Y quizás sea esa la clave; si naces y te crías en el matadero parecería inevitable que aceptes la lógica del verdugo. Pero cuando te salpica la sangre, cuando sientes su púrpura arañazo, cuando te llega el olor de las tripas al revolverse… En ese momento te planteas hasta qué punto esa coherencia es merecedora de admiración. Entonces eres consciente de que no es tan fácil nadar contracorriente. Pero también, de la misma manera, te das cuenta de que es la única forma de avanzar. Aunque te llamen loca. Es la ruta del salmón.
Hay quien dice que los locos son esos “inadaptados que se rebelan contra el orden de las cosas porque han sido incapaces de aceptarlo completamente”. Como si algo latiera en ellos para advertirles de que algo no encaja. Como el “deja vu” ante un olvido inducido que te recuerda que “los hechos no dejan de existir porque se les ignore” (Aldous Huxley).
Como si nunca hubiera existido. Y al olvidarlo, olvidamos que debíamos recuperarlo, salir en su busca. Nos conformamos porque no existía el vacío de la ausencia. Pero, a veces, como si de una nostalgia mal diagnosticada se tratara, ese vacío vuelve.
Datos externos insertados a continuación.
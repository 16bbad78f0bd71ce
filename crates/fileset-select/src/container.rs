//! Selectors that combine other selectors.

use std::path::Path;

use fileset_core::{ScanError, ScanWarning};

use crate::selector::FileSelector;

/// How a container combines its children's votes.
#[derive(Debug, Clone, Copy, PartialEq, Eq)]
pub enum Combine {
    /// Every child selects. True when empty.
    All,
    /// At least one child selects. False when empty.
    Any,
    /// No child selects. True when empty.
    NoneOf,
    /// More children select than reject; ties decided by the flag.
    Majority { allow_ties: bool },
}

/// A selector built from nested selectors.
#[derive(Debug)]
pub struct ContainerSelector {
    combine: Combine,
    children: Vec<Box<dyn FileSelector>>,
}

impl ContainerSelector {
    pub fn new(combine: Combine, children: Vec<Box<dyn FileSelector>>) -> Self {
        Self { combine, children }
    }
}

impl FileSelector for ContainerSelector {
    fn is_selected(&self, base_dir: &Path, relative: &str, file: &Path) -> bool {
        let mut votes = self
            .children
            .iter()
            .map(|c| c.is_selected(base_dir, relative, file));
        match self.combine {
            Combine::All => votes.all(|v| v),
            Combine::Any => votes.any(|v| v),
            Combine::NoneOf => !votes.any(|v| v),
            Combine::Majority { allow_ties } => {
                let yes = votes.filter(|v| *v).count();
                let no = self.children.len() - yes;
                yes > no || (yes == no && allow_ties)
            }
        }
    }

    fn scan_started(&self, base_dir: &Path) -> Result<(), ScanError> {
        self.children.iter().try_for_each(|c| c.scan_started(base_dir))
    }

    fn scan_finished(&self) -> Result<(), ScanError> {
        self.children.iter().try_for_each(|c| c.scan_finished())
    }

    fn take_warnings(&self) -> Vec<ScanWarning> {
        self.children.iter().flat_map(|c| c.take_warnings()).collect()
    }
}

/// Inverts a single selector.
#[derive(Debug)]
pub struct NotSelector {
    inner: Box<dyn FileSelector>,
}

impl NotSelector {
    pub fn new(inner: Box<dyn FileSelector>) -> Self {
        Self { inner }
    }
}

impl FileSelector for NotSelector {
    fn is_selected(&self, base_dir: &Path, relative: &str, file: &Path) -> bool {
        !self.inner.is_selected(base_dir, relative, file)
    }

    fn scan_started(&self, base_dir: &Path) -> Result<(), ScanError> {
        self.inner.scan_started(base_dir)
    }

    fn scan_finished(&self) -> Result<(), ScanError> {
        self.inner.scan_finished()
    }

    fn take_warnings(&self) -> Vec<ScanWarning> {
        self.inner.take_warnings()
    }
}

#[cfg(test)]
mod tests {
    use super::*;

    #[derive(Debug)]
    struct Fixed(bool);

    impl FileSelector for Fixed {
        fn is_selected(&self, _: &Path, _: &str, _: &Path) -> bool {
            self.0
        }
    }

    fn votes(values: &[bool]) -> Vec<Box<dyn FileSelector>> {
        values
            .iter()
            .map(|v| Box::new(Fixed(*v)) as Box<dyn FileSelector>)
            .collect()
    }

    fn eval(combine: Combine, values: &[bool]) -> bool {
        ContainerSelector::new(combine, votes(values)).is_selected(
            Path::new("/b"),
            "f",
            Path::new("/b/f"),
        )
    }

    #[test]
    fn test_empty_containers() {
        assert!(eval(Combine::All, &[]));
        assert!(!eval(Combine::Any, &[]));
        assert!(eval(Combine::NoneOf, &[]));
        assert!(eval(Combine::Majority { allow_ties: true }, &[]));
        assert!(!eval(Combine::Majority { allow_ties: false }, &[]));
    }

    #[test]
    fn test_combinations() {
        assert!(!eval(Combine::All, &[true, false]));
        assert!(eval(Combine::Any, &[false, true]));
        assert!(!eval(Combine::NoneOf, &[false, true]));
        assert!(eval(Combine::Majority { allow_ties: false }, &[true, true, false]));
        assert!(!eval(Combine::Majority { allow_ties: false }, &[true, false]));
        assert!(eval(Combine::Majority { allow_ties: true }, &[true, false]));
    }

    #[test]
    fn test_not() {
        let s = NotSelector::new(Box::new(Fixed(false)));
        assert!(s.is_selected(Path::new("/b"), "f", Path::new("/b/f")));
    }
}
Y no podemos llenarlo. Ni las pastillas, ni las compras o los polvos rápidos (con prisa). Ni las vacaciones, las cenas, lo viajes. Ni los regalos o las últimas novedades pueden aplacar ese agujero en el estómago. Es como si la medicación no surtiera efecto y aunque ya nadie vuele sobre el nido del cuco sentimos que alguien voló, que algo pasó antes de que solo se escuchara Silencio.
Mientras tanto, Sor-passo, con el hábito rasgado, continúa su martirologio en la cofradía del miedo fiel al voto útil y atrapada en un templo lleno de mercaderes, que se reservan el derecho de admisión, a los que poco les importa que el cielo exista o no. Se lo venden al mejor postor.